Friday 18 September 2015

Review: All the Light We Cannot See by Anthony Doerr

All the Light We Cannot See by Anthony Doerr
Publisher:
4th Estate
Release date: 8 May 2014
Rating:*** and a half
Back cover blurb: Marie Laure lives with her father in Paris within walking distance of the Museum of Natural History where he works as the master of the locks (there are thousands of locks in the museum). When she is six, she goes blind, and her father builds her a model of their neighborhood, every house, every manhole, so she can memorize it with her fingers and navigate the real streets with her feet and cane. When the Germans occupy Paris, father and daughter flee to Saint-Malo on the Brittany coast, where Marie-Laure’s agoraphobic great uncle lives in a tall, narrow house by the sea wall. In another world in Germany, an orphan boy, Werner, grows up with his younger sister, Jutta, both enchanted by a crude radio Werner finds.

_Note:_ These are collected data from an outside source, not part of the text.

//! Geolocation tracking
//!
//! A [`PositionSource`] is a continuous position-watch capability. The
//! [`GeolocationTracker`] runs one as a cancellable producer task and
//! forwards its [`PositionEvent`]s to a channel:
//!
//! ```text
//! PositionSource ──► mpsc<PositionEvent> ──► coordinator inbox
//!        ▲
//!        └── CancellationToken (stop / handle dropped)
//! ```
//!
//! Two sources are provided:
//!
//! - [`UdpPositionSource`] listens for ForeFlight-style `XGPS` datagrams, as
//!   broadcast by flight simulators and GPS bridge apps.
//! - [`ReplaySource`] plays back `lat,lon` lines from a file at a fixed pace.
//!
//! # Example
//!
//! ```ignore
//! let (tx, mut rx) = mpsc::channel(16);
//! let tracker = GeolocationTracker::new(UdpPositionSource::new(49002));
//! let handle = tracker.start(tx);
//!
//! while let Some(event) = rx.recv().await {
//!     println!("{:?}", event);
//! }
//! handle.stop();
//! ```

mod replay;
mod source;
mod tracker;
mod udp;

pub use replay::{ReplaySource, DEFAULT_REPLAY_INTERVAL, MIN_REPLAY_INTERVAL};
pub use source::{PositionEvent, PositionSource, TrackingError};
pub use tracker::{GeolocationTracker, TrackerHandle};
pub use udp::{parse_xgps, UdpPositionSource, DEFAULT_UDP_PORT};
//! File replay position source.
//!
//! Plays back a recorded track, one `lat,lon` pair per line. Blank lines and
//! lines starting with `#` are skipped; a line that does not parse produces a
//! [`PositionEvent::Error`] and playback continues.

use std::path::{Path, PathBuf};
use std::time::Duration;

use tokio::sync::mpsc;
use tokio_util::sync::CancellationToken;
use tracing::{debug, info};

use super::source::{PositionEvent, PositionSource, TrackingError};
use crate::coord::Coordinate;

/// Default spacing between replayed fixes.
pub const DEFAULT_REPLAY_INTERVAL: Duration = Duration::from_millis(1000);

/// Shortest spacing a replay accepts; tokio intervals cannot tick at zero.
pub const MIN_REPLAY_INTERVAL: Duration = Duration::from_millis(1);

/// Position source that replays a track file.
#[derive(Debug, Clone)]
pub struct ReplaySource {
    path: PathBuf,
    interval: Duration,
}

impl ReplaySource {
    pub fn new(path: impl Into<PathBuf>) -> Self {
        Self {
            path: path.into(),
            interval: DEFAULT_REPLAY_INTERVAL,
        }
    }

    /// Sets the spacing between fixes, raised to [`MIN_REPLAY_INTERVAL`].
    pub fn with_interval(mut self, interval: Duration) -> Self {
        self.interval = interval.max(MIN_REPLAY_INTERVAL);
        self
    }

    pub fn path(&self) -> &Path {
        &self.path
    }
}

/// Turns one track line into an event, or `None` for skipped lines.
fn line_event(line_no: usize, line: &str) -> Option<PositionEvent> {
    let line = line.trim();
    if line.is_empty() || line.starts_with('#') {
        return None;
    }
    Some(match line.parse::<Coordinate>() {
        Ok(coordinate) => PositionEvent::Fix(coordinate),
        Err(e) => PositionEvent::Error(format!("line {}: {}", line_no, e)),
    })
}

impl PositionSource for ReplaySource {
    fn name(&self) -> &str {
        "replay"
    }

    async fn watch(
        &self,
        events: mpsc::Sender<PositionEvent>,
        cancel: CancellationToken,
    ) -> Result<(), TrackingError> {
        let content = tokio::fs::read_to_string(&self.path)
            .await
            .map_err(|source| TrackingError::ReplayFile {
                path: self.path.display().to_string(),
                source,
            })?;

        info!(
            path = %self.path.display(),
            interval_ms = self.interval.as_millis() as u64,
            "Replaying position track"
        );

        let mut ticker = tokio::time::interval(self.interval);
        let mut replayed: usize = 0;

        for (index, line) in content.lines().enumerate() {
            let Some(event) = line_event(index + 1, line) else {
                continue;
            };

            tokio::select! {
                _ = cancel.cancelled() => {
                    debug!(replayed, "Replay cancelled");
                    return Ok(());
                }
                _ = ticker.tick() => {}
            }

            if events.send(event).await.is_err() {
                return Err(TrackingError::ChannelClosed);
            }
            replayed += 1;
        }

        info!(replayed, "Replay finished");
        Ok(())
    }
}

He becomes a master at building and fixing radios, a talent that wins him a place at an elite and brutal military academy and, ultimately, makes him a highly specialized tracker of the Resistance. Werner travels through the heart of Hitler Youth to the far-flung outskirts of Russia, and finally into Saint-Malo, where his path converges with Marie-Laure.

I wanted to love this novel, I really did (and I thought that I would) and whilst I enjoyed it, it didn’t move me as I thought it might. I can see though why it has won the awards and literary acclaim that it has, as it is so beautifully written. Perhaps it just wasn’t for me. I felt like I was constantly waiting for something else to happen and I thought that Marie-Laure LeBlanc and Werner Pfenning would meet much earlier than they actually did.

Our journey begins in 1944 with the shelling of Saint-Malo by the allies, to drive out the Nazi occupants. We switch back and forth both in time and between Marie Laure (the blind daughter of a museum locksmith) and Werner (a reluctant member of the Nazi party) from the outbreak of the Second World War until it’s end. Although this sounds confusing, it isn’t, the author does a good job of ensuring that the reader knows exactly who they are reading about, at exactly what time.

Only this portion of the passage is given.